Problem description -> How many lines in the records below contain the word "SocketAddr"? State that number and nothing more.

Records drawn from a dataset
........
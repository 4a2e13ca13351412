//! Server configuration loaded from environment variables.
//!
//! # Environment Variables
//!
//! ## Required
//! - `MARKET_DATABASE_URL` - `PostgreSQL` connection string (falls back to `DATABASE_URL`)
//!
//! ## Optional
//! - `MARKET_HOST` - Bind address (default: 127.0.0.1)
//! - `MARKET_PORT` - Listen port (default: 8000)
//! - `MARKET_TIME_ZONE` - IANA time zone of the store (default: Asia/Seoul)
//! - `MARKET_CART_TTL_DAYS` - Days a cart is kept after creation (default: 7)
//! - `MARKET_CANCEL_WINDOW_MINUTES` - Customer self-cancel window (default: 30)
//! - `MARKET_SLOT_LENGTH_MINUTES` - Length of a delivery slot (default: 60)
//! - `SENTRY_DSN` - Sentry error tracking DSN
//! - `SENTRY_ENVIRONMENT`, `SENTRY_SAMPLE_RATE`, `SENTRY_TRACES_SAMPLE_RATE`
//!
//! ## Optional (store policy bootstrap)
//!
//! Used only when the store policy row does not exist yet. Once written, the
//! stored policy is authoritative.
//!
//! - `MARKET_POLICY_OPEN_TIME` / `MARKET_POLICY_CLOSE_TIME` (default: 09:00 / 21:00)
//! - `MARKET_POLICY_CUTOFF_TIME` - Same-day order cutoff (default: 19:00)
//! - `MARKET_POLICY_MIN_ORDER` - Minimum order amount (default: 0)
//! - `MARKET_POLICY_BASE_FEE` - Delivery fee (default: 0)
//! - `MARKET_POLICY_FREE_THRESHOLD` - Free delivery threshold (default: 0)
//! - `MARKET_POLICY_RESERVATION_DAYS` - Days ahead a slot may be booked (default: 2)

use std::net::{IpAddr, SocketAddr};
use std::str::FromStr;

use chrono::{Duration, NaiveTime};
use chrono_tz::Tz;
use local_market_core::Money;
use local_market_core::order::OrderTerms;
use local_market_core::policy::StorePolicy;
use rust_decimal::Decimal;
use secrecy::SecretString;
use thiserror::Error;

const DEFAULT_TIME_ZONE: &str = "Asia/Seoul";

/// Configuration errors that can occur during loading.
#[derive(Debug, Error)]
pub enum ConfigError {
    #[error("Missing environment variable: {0}")]
    MissingEnvVar(String),
    #[error("Invalid environment variable {0}: {1}")]
    InvalidEnvVar(String, String),
}

/// Server configuration.
#[derive(Debug, Clone)]
pub struct MarketConfig {
    /// `PostgreSQL` database connection URL (contains password)
    pub database_url: SecretString,
    /// IP address to bind the server to
    pub host: IpAddr,
    /// Port to listen on
    pub port: u16,
    /// Time zone used for store hours, cutoffs and holidays
    pub time_zone: Tz,
    /// How long a new cart is kept
    pub cart_ttl: Duration,
    /// Cancellation window and slot length applied to new orders
    pub order_terms: OrderTerms,
    /// Store policy written when none exists yet
    pub policy_defaults: StorePolicy,
    /// Sentry DSN for error tracking
    pub sentry_dsn: Option<String>,
    /// Sentry environment (e.g., "development", "staging", "production")
    pub sentry_environment: Option<String>,
    /// Sentry error sample rate (0.0 to 1.0)
    pub sentry_sample_rate: f32,
    /// Sentry traces sample rate for performance monitoring (0.0 to 1.0)
    pub sentry_traces_sample_rate: f32,
}

impl MarketConfig {
    /// Load configuration from environment variables.
    ///
    /// Calls `dotenvy::dotenv()` to load from `.env` file if present.
    ///
    /// # Errors
    ///
    /// Returns `ConfigError` if required variables are missing or invalid.
    pub fn from_env() -> Result<Self, ConfigError> {
        // Load .env file if present (ignore errors if not found)
        let _ = dotenvy::dotenv();

        let database_url = get_database_url("MARKET_DATABASE_URL")?;
        let host = parse_env("MARKET_HOST", "127.0.0.1")?;
        let port = parse_env("MARKET_PORT", "8000")?;
        let time_zone = parse_env("MARKET_TIME_ZONE", DEFAULT_TIME_ZONE)?;
        let cart_ttl = Duration::days(parse_env("MARKET_CART_TTL_DAYS", "7")?);
        let order_terms = OrderTerms {
            cancel_window: Duration::minutes(parse_env("MARKET_CANCEL_WINDOW_MINUTES", "30")?),
            slot_length: Duration::minutes(parse_env("MARKET_SLOT_LENGTH_MINUTES", "60")?),
        };
        let policy_defaults = policy_defaults_from_env()?;

        let sentry_dsn = get_optional_env("SENTRY_DSN");
        let sentry_environment = get_optional_env("SENTRY_ENVIRONMENT");
        let sentry_sample_rate = get_optional_env("SENTRY_SAMPLE_RATE")
            .and_then(|s| s.parse().ok())
            .unwrap_or(1.0);
        let sentry_traces_sample_rate = get_optional_env("SENTRY_TRACES_SAMPLE_RATE")
            .and_then(|s| s.parse().ok())
            .unwrap_or(1.0);

        Ok(Self {
            database_url,
            host,
            port,
            time_zone,
            cart_ttl,
            order_terms,
            policy_defaults,
            sentry_dsn,
            sentry_environment,
            sentry_sample_rate,
            sentry_traces_sample_rate,
        })
    }

    /// Returns the socket address for binding the server.
    #[must_use]
    pub const fn socket_addr(&self) -> SocketAddr {
        SocketAddr::new(self.host, self.port)
    }
}

/// Load the store policy bootstrap values.
///
/// Shared with the CLI so `lm-cli policy init` writes the same defaults the
/// server would.
///
/// # Errors
///
/// Returns `ConfigError::InvalidEnvVar` for unparsable values or a policy
/// that fails validation.
pub fn policy_defaults_from_env() -> Result<StorePolicy, ConfigError> {
    let base = StorePolicy::default();
    let policy = StorePolicy {
        open_time: parse_time_env("MARKET_POLICY_OPEN_TIME", base.open_time)?,
        close_time: parse_time_env("MARKET_POLICY_CLOSE_TIME", base.close_time)?,
        same_day_cutoff_time: parse_time_env("MARKET_POLICY_CUTOFF_TIME", base.same_day_cutoff_time)?,
        min_order_amount_default: parse_money_env(
            "MARKET_POLICY_MIN_ORDER",
            base.min_order_amount_default,
        )?,
        base_delivery_fee_default: parse_money_env(
            "MARKET_POLICY_BASE_FEE",
            base.base_delivery_fee_default,
        )?,
        free_delivery_threshold_default: parse_money_env(
            "MARKET_POLICY_FREE_THRESHOLD",
            base.free_delivery_threshold_default,
        )?,
        allow_reservation_days: match get_optional_env("MARKET_POLICY_RESERVATION_DAYS") {
            Some(v) => parse_value("MARKET_POLICY_RESERVATION_DAYS", &v)?,
            None => base.allow_reservation_days,
        },
    };

    policy
        .validate()
        .map_err(|e| ConfigError::InvalidEnvVar("MARKET_POLICY_*".to_string(), e.message))?;
    Ok(policy)
}

// =============================================================================
// Helper Functions
// =============================================================================

/// Get database URL with fallback to generic `DATABASE_URL` (used by Fly.io postgres attach).
pub fn get_database_url(primary_key: &str) -> Result<SecretString, ConfigError> {
    if let Ok(value) = std::env::var(primary_key) {
        return Ok(SecretString::from(value));
    }
    if let Ok(value) = std::env::var("DATABASE_URL") {
        return Ok(SecretString::from(value));
    }
    Err(ConfigError::MissingEnvVar(primary_key.to_string()))
}

/// Get an optional environment variable.
fn get_optional_env(key: &str) -> Option<String> {
    std::env::var(key).ok().filter(|v| !v.trim().is_empty())
}

/// Get an environment variable with a default value.
fn get_env_or_default(key: &str, default: &str) -> String {
    get_optional_env(key).unwrap_or_else(|| default.to_string())
}

/// Parse an environment variable, falling back to `default`.
fn parse_env<T>(key: &str, default: &str) -> Result<T, ConfigError>
where
    T: FromStr,
    T::Err: std::fmt::Display,
{
    parse_value(key, &get_env_or_default(key, default))
}

fn parse_value<T>(key: &str, value: &str) -> Result<T, ConfigError>
where
    T: FromStr,
    T::Err: std::fmt::Display,
{
    value
        .trim()
        .parse::<T>()
        .map_err(|e| ConfigError::InvalidEnvVar(key.to_string(), e.to_string()))
}

fn parse_time_env(key: &str, default: NaiveTime) -> Result<NaiveTime, ConfigError> {
    get_optional_env(key).map_or(Ok(default), |v| parse_time(key, &v))
}

fn parse_money_env(key: &str, default: Money) -> Result<Money, ConfigError> {
    get_optional_env(key).map_or(Ok(default), |v| parse_money(key, &v))
}

/// Parse `HH:MM` (seconds optional).
fn parse_time(key: &str, value: &str) -> Result<NaiveTime, ConfigError> {
    let value = value.trim();
    NaiveTime::parse_from_str(value, "%H:%M")
        .or_else(|_| NaiveTime::parse_from_str(value, "%H:%M:%S"))
        .map_err(|e| ConfigError::InvalidEnvVar(key.to_string(), e.to_string()))
}

fn parse_money(key: &str, value: &str) -> Result<Money, ConfigError> {
    let amount: Decimal = parse_value(key, value)?;
    if amount.is_sign_negative() {
        return Err(ConfigError::InvalidEnvVar(
            key.to_string(),
            "must not be negative".to_string(),
        ));
    }
    Ok(Money::new(amount))
}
........
Solution to the exercise -> 3